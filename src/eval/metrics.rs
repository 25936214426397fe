//! Summary metrics over a whole test split.
//!
//! Argument order follows sklearn: `(y_true, y_pred)`.

use std::cmp::Ordering;

use crate::error::{EvalError, Result};

fn check_lengths(y_true: &[f32], y_pred: &[f32]) -> Result<()> {
    if y_true.len() != y_pred.len() {
        return Err(EvalError::ShapeMismatch(format!(
            "{} labels for {} predictions",
            y_true.len(),
            y_pred.len()
        )));
    }
    if y_true.is_empty() {
        return Err(EvalError::Metric("no samples".to_string()));
    }
    Ok(())
}

/// MAE = mean(|y - y_pred|)
pub fn mean_absolute_error(y_true: &[f32], y_pred: &[f32]) -> Result<f64> {
    check_lengths(y_true, y_pred)?;
    let total: f64 = y_true
        .iter()
        .zip(y_pred)
        .map(|(&t, &p)| (t as f64 - p as f64).abs())
        .sum();
    Ok(total / y_true.len() as f64)
}

/// RMSE = sqrt(mean((y - y_pred)^2))
pub fn root_mean_squared_error(y_true: &[f32], y_pred: &[f32]) -> Result<f64> {
    check_lengths(y_true, y_pred)?;
    let total: f64 = y_true
        .iter()
        .zip(y_pred)
        .map(|(&t, &p)| (t as f64 - p as f64).powi(2))
        .sum();
    Ok((total / y_true.len() as f64).sqrt())
}

/// Area under the ROC curve for binary labels; `y_true` must hold only 0 and 1.
///
/// Computed from the Mann-Whitney U statistic; tied scores receive their
/// average rank.
pub fn roc_auc_score(y_true: &[f32], y_score: &[f32]) -> Result<f64> {
    check_lengths(y_true, y_score)?;
    if y_score.iter().any(|s| s.is_nan()) {
        return Err(EvalError::Metric("scores contain NaN".to_string()));
    }

    if let Some(label) = y_true.iter().find(|&&t| t != 0.0 && t != 1.0) {
        return Err(EvalError::Metric(format!(
            "y_true must be binary (0 or 1), found label {}",
            label
        )));
    }

    let n_pos = y_true.iter().filter(|&&t| t == 1.0).count();
    let n_neg = y_true.len() - n_pos;
    if n_pos == 0 || n_neg == 0 {
        return Err(EvalError::Metric(
            "Only one class present in y_true. ROC AUC score is not defined in that case.".to_string(),
        ));
    }

    let mut order: Vec<usize> = (0..y_score.len()).collect();
    order.sort_by(|&a, &b| y_score[a].partial_cmp(&y_score[b]).unwrap_or(Ordering::Equal));

    let mut positive_rank_sum = 0.0f64;
    let mut start = 0;
    while start < order.len() {
        let mut end = start + 1;
        while end < order.len() && y_score[order[end]] == y_score[order[start]] {
            end += 1;
        }
        // ranks start..end (0-based) share the 1-based average rank
        let average_rank = (start + end + 1) as f64 / 2.0;
        let positives = order[start..end].iter().filter(|&&i| y_true[i] == 1.0).count();
        positive_rank_sum += average_rank * positives as f64;
        start = end;
    }

    let n_pos = n_pos as f64;
    let n_neg = n_neg as f64;
    Ok((positive_rank_sum - n_pos * (n_pos + 1.0) / 2.0) / (n_pos * n_neg))
}

/// Numerically stable logistic function.
pub fn sigmoid(x: f32) -> f32 {
    if x >= 0.0 {
        1.0 / (1.0 + (-x).exp())
    } else {
        let e = x.exp();
        e / (1.0 + e)
    }
}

(What is expected): Repeat every line of the data verbatim.

(Exercise result):
filename src/eval/metrics.rs
repository 25936214426397fe
//! Summary metrics over a whole test split.
//!
//! Argument order follows sklearn: `(y_true, y_pred)`.

use std::cmp::Ordering;

use crate::error::{EvalError, Result};

fn check_lengths(y_true: &[f32], y_pred: &[f32]) -> Result<()> {
    if y_true.len() != y_pred.len() {
        return Err(EvalError::ShapeMismatch(format!(
            "{} labels for {} predictions",
            y_true.len(),
            y_pred.len()
        )));
    }
    if y_true.is_empty() {
        return Err(EvalError::Metric("no samples".to_string()));
    }
    Ok(())
}

/// MAE = mean(|y - y_pred|)
pub fn mean_absolute_error(y_true: &[f32], y_pred: &[f32]) -> Result<f64> {
    check_lengths(y_true, y_pred)?;
    let total: f64 = y_true
        .iter()
        .zip(y_pred)
        .map(|(&t, &p)| (t as f64 - p as f64).abs())
        .sum();
    Ok(total / y_true.len() as f64)
}

/// RMSE = sqrt(mean((y - y_pred)^2))
pub fn root_mean_squared_error(y_true: &[f32], y_pred: &[f32]) -> Result<f64> {
    check_lengths(y_true, y_pred)?;
    let total: f64 = y_true
        .iter()
        .zip(y_pred)
        .map(|(&t, &p)| (t as f64 - p as f64).powi(2))
        .sum();
    Ok((total / y_true.len() as f64).sqrt())
}

/// Area under the ROC curve for binary labels; `y_true` must hold only 0 and 1.
///
/// Computed from the Mann-Whitney U statistic; tied scores receive their
/// average rank.
pub fn roc_auc_score(y_true: &[f32], y_score: &[f32]) -> Result<f64> {
    check_lengths(y_true, y_score)?;
    if y_score.iter().any(|s| s.is_nan()) {
        return Err(EvalError::Metric("scores contain NaN".to_string()));
    }

    if let Some(label) = y_true.iter().find(|&&t| t != 0.0 && t != 1.0) {
        return Err(EvalError::Metric(format!(
            "y_true must be binary (0 or 1), found label {}",
            label
        )));
    }

    let n_pos = y_true.iter().filter(|&&t| t == 1.0).count();
    let n_neg = y_true.len() - n_pos;
    if n_pos == 0 || n_neg == 0 {
        return Err(EvalError::Metric(
            "Only one class present in y_true. ROC AUC score is not defined in that case.".to_string(),
        ));
    }

    let mut order: Vec<usize> = (0..y_score.len()).collect();
    order.sort_by(|&a, &b| y_score[a].partial_cmp(&y_score[b]).unwrap_or(Ordering::Equal));

    let mut positive_rank_sum = 0.0f64;
    let mut start = 0;
    while start < order.len() {
        let mut end = start + 1;
        while end < order.len() && y_score[order[end]] == y_score[order[start]] {
            end += 1;
        }
        // ranks start..end (0-based) share the 1-based average rank
        let average_rank = (start + end + 1) as f64 / 2.0;
        let positives = order[start..end].iter().filter(|&&i| y_true[i] == 1.0).count();
        positive_rank_sum += average_rank * positives as f64;
        start = end;
    }

    let n_pos = n_pos as f64;
    let n_neg = n_neg as f64;
    Ok((positive_rank_sum - n_pos * (n_pos + 1.0) / 2.0) / (n_pos * n_neg))
}

/// Numerically stable logistic function.
pub fn sigmoid(x: f32) -> f32 {
    if x >= 0.0 {
        1.0 / (1.0 + (-x).exp())
    } else {
        let e = x.exp();
        e / (1.0 + e)
    }
}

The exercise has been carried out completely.